Your assignment -
Please output exactly the lines of the material from the first through the line containing "then replay any", and nothing more.

Exercise material -
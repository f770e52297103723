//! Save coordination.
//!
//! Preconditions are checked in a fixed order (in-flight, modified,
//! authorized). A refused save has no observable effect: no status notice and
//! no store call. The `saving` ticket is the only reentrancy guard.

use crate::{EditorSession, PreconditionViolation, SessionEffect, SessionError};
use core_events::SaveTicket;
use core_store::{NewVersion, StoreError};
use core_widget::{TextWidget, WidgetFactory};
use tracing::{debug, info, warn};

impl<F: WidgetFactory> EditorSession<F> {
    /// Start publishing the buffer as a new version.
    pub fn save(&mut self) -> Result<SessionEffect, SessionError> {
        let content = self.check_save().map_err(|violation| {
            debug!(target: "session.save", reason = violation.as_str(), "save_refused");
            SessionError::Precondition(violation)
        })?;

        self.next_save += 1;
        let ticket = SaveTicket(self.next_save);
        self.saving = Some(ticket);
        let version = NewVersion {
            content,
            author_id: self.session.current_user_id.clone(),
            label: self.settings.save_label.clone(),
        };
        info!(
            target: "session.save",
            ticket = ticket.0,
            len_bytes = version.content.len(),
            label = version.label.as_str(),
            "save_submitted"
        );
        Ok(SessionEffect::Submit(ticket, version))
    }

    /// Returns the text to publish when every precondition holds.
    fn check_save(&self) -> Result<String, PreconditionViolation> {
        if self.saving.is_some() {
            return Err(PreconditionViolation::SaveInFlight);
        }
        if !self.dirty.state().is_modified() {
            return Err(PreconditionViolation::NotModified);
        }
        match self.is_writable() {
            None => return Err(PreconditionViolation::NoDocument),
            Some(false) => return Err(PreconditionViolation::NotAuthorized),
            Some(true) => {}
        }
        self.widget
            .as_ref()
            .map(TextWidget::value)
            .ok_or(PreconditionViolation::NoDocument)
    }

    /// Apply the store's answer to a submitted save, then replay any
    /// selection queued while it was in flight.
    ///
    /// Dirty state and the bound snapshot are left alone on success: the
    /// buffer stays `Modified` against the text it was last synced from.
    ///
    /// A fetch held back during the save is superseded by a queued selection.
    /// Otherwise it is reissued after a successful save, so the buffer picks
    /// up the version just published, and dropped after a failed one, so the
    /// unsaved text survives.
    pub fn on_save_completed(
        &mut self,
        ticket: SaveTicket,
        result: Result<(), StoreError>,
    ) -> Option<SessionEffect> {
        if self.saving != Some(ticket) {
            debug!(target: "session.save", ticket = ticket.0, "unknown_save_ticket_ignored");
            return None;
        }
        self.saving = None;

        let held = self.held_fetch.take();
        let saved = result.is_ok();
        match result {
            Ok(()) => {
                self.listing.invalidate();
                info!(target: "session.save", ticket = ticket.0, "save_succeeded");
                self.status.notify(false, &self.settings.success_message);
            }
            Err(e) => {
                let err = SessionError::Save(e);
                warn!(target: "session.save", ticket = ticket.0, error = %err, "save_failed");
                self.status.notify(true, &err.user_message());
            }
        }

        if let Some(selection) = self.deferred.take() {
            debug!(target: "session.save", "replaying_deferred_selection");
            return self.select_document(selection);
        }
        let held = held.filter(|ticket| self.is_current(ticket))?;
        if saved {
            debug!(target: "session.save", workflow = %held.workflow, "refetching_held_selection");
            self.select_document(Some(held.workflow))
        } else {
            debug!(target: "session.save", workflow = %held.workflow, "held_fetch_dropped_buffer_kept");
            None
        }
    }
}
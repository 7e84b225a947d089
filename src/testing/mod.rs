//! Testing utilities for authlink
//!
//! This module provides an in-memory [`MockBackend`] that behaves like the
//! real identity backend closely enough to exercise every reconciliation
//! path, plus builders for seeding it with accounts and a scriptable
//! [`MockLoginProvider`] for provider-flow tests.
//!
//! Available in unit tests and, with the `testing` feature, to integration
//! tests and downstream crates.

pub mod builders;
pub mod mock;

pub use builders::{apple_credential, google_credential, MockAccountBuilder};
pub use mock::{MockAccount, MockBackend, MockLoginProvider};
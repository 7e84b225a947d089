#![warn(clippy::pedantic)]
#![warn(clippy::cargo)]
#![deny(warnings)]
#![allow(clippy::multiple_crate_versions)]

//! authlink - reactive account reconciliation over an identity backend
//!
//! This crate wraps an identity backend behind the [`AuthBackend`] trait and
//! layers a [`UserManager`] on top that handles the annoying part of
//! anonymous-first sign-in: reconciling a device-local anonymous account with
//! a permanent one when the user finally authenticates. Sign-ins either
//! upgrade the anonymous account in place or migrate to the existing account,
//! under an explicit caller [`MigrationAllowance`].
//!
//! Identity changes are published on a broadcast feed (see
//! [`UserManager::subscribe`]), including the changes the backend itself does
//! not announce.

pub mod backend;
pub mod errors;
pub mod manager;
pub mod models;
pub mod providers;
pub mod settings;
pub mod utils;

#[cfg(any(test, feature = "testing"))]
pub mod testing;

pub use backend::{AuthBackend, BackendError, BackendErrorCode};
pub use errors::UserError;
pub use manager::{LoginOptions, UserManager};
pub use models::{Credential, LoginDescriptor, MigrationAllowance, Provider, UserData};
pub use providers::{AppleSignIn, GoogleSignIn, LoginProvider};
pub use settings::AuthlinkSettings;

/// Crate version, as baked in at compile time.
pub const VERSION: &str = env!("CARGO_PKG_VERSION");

Exercise result -
repository f770e52297103723
//! Save coordination.
//!
//! Preconditions are checked in a fixed order (in-flight, modified,
//! authorized). A refused save has no observable effect: no status notice and
//! no store call. The `saving` ticket is the only reentrancy guard.

use crate::{EditorSession, PreconditionViolation, SessionEffect, SessionError};
use core_events::SaveTicket;
use core_store::{NewVersion, StoreError};
use core_widget::{TextWidget, WidgetFactory};
use tracing::{debug, info, warn};

impl<F: WidgetFactory> EditorSession<F> {
    /// Start publishing the buffer as a new version.
    pub fn save(&mut self) -> Result<SessionEffect, SessionError> {
        let content = self.check_save().map_err(|violation| {
            debug!(target: "session.save", reason = violation.as_str(), "save_refused");
            SessionError::Precondition(violation)
        })?;

        self.next_save += 1;
        let ticket = SaveTicket(self.next_save);
        self.saving = Some(ticket);
        let version = NewVersion {
            content,
            author_id: self.session.current_user_id.clone(),
            label: self.settings.save_label.clone(),
        };
        info!(
            target: "session.save",
            ticket = ticket.0,
            len_bytes = version.content.len(),
            label = version.label.as_str(),
            "save_submitted"
        );
        Ok(SessionEffect::Submit(ticket, version))
    }

    /// Returns the text to publish when every precondition holds.
    fn check_save(&self) -> Result<String, PreconditionViolation> {
        if self.saving.is_some() {
            return Err(PreconditionViolation::SaveInFlight);
        }
        if !self.dirty.state().is_modified() {
            return Err(PreconditionViolation::NotModified);
        }
        match self.is_writable() {
            None => return Err(PreconditionViolation::NoDocument),
            Some(false) => return Err(PreconditionViolation::NotAuthorized),
            Some(true) => {}
        }
        self.widget
            .as_ref()
            .map(TextWidget::value)
            .ok_or(PreconditionViolation::NoDocument)
    }

    /// Apply the store's answer to a submitted save, then replay any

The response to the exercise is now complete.